» Work instruction: Count the lines of the data below that include the string "instrument", and provide nothing but the result.

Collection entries
══════════════════════════════

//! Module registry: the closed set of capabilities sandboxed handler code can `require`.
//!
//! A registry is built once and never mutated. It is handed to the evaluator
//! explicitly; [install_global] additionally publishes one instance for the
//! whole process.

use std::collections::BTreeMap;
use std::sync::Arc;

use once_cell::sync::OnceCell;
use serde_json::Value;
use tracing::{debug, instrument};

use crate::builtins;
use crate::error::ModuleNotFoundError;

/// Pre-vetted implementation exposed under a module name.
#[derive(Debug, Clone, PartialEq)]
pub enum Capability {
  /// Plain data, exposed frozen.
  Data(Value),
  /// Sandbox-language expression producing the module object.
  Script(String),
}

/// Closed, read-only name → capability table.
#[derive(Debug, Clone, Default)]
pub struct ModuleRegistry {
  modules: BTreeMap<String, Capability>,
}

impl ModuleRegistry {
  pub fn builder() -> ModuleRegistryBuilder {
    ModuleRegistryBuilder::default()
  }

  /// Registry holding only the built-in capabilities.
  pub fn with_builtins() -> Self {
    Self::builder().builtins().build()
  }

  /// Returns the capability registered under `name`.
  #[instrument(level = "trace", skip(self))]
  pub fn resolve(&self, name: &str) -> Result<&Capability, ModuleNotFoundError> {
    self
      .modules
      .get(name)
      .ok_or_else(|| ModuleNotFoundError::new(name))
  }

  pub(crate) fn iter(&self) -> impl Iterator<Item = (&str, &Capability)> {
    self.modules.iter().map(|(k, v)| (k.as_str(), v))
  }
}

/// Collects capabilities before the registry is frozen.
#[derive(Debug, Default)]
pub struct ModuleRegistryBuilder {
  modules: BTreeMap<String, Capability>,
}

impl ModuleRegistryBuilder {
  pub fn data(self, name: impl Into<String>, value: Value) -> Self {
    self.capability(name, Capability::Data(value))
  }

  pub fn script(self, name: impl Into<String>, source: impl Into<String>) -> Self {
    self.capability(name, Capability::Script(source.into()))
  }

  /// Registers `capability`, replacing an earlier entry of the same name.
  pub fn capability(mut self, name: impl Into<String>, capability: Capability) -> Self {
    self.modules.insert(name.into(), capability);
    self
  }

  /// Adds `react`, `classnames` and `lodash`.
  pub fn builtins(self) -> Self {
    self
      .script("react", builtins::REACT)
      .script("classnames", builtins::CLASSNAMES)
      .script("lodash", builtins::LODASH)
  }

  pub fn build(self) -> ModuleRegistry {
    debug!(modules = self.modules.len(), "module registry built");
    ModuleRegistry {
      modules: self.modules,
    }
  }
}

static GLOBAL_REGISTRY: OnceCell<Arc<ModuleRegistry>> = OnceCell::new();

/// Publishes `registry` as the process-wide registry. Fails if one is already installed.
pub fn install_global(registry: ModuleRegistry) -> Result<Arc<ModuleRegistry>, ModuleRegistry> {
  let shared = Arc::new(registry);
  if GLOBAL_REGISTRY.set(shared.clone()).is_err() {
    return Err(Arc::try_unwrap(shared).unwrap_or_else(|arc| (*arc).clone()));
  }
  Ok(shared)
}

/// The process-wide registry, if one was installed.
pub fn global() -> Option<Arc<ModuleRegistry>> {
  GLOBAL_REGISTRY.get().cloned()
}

══════════════════════════════

» Exercise result: 2